> _Stored data entries_:
■ ■ ■ ■ ■

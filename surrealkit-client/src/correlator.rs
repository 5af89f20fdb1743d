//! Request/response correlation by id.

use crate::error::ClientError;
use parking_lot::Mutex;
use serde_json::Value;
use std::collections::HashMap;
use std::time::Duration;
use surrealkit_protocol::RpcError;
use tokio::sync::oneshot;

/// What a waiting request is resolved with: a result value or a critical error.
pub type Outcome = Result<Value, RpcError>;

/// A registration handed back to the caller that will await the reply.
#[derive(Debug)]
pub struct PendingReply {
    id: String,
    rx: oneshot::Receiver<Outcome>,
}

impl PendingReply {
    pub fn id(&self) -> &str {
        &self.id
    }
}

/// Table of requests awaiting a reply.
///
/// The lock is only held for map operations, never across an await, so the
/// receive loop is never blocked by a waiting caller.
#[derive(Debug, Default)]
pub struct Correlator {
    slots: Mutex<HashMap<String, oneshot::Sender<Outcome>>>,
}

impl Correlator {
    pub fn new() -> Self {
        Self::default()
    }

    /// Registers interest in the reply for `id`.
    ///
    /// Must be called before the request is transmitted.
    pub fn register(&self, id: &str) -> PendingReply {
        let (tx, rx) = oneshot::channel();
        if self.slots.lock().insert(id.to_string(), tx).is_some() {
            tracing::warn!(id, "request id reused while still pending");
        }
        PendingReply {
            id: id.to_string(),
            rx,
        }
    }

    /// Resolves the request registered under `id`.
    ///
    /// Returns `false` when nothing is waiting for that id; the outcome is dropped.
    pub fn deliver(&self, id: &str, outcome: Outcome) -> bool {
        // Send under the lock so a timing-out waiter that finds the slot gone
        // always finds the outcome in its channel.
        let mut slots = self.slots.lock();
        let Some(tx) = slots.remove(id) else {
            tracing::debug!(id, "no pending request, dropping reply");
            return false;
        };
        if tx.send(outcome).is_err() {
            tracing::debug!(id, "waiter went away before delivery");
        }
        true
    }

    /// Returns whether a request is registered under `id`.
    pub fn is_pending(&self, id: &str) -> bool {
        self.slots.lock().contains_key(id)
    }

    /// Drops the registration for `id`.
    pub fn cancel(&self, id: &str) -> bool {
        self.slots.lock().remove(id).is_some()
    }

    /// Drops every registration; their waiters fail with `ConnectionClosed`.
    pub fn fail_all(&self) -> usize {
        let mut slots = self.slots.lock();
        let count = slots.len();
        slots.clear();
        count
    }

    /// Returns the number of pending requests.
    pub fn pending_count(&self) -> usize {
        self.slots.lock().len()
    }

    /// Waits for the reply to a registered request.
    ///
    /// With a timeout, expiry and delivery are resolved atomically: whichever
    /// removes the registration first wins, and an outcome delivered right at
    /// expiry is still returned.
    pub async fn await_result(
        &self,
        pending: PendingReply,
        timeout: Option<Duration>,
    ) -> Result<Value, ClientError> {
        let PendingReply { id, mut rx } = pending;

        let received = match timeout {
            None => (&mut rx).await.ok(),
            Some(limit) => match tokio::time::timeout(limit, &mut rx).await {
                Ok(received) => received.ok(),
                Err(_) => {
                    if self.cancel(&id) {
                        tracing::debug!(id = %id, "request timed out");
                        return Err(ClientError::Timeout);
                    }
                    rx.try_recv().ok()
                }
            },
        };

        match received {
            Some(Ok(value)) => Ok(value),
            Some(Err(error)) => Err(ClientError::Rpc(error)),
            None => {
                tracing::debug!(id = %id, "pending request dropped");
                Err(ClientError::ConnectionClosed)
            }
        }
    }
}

■ ■ ■ ■ ■

> _Work request_:
Filter the entries down to the lines containing "Returns". Copy each of those lines.

> _Exercise output_:
    /// Returns `false` when nothing is waiting for that id; the outcome is dropped.
    /// Returns whether a request is registered under `id`.
    /// Returns the number of pending requests.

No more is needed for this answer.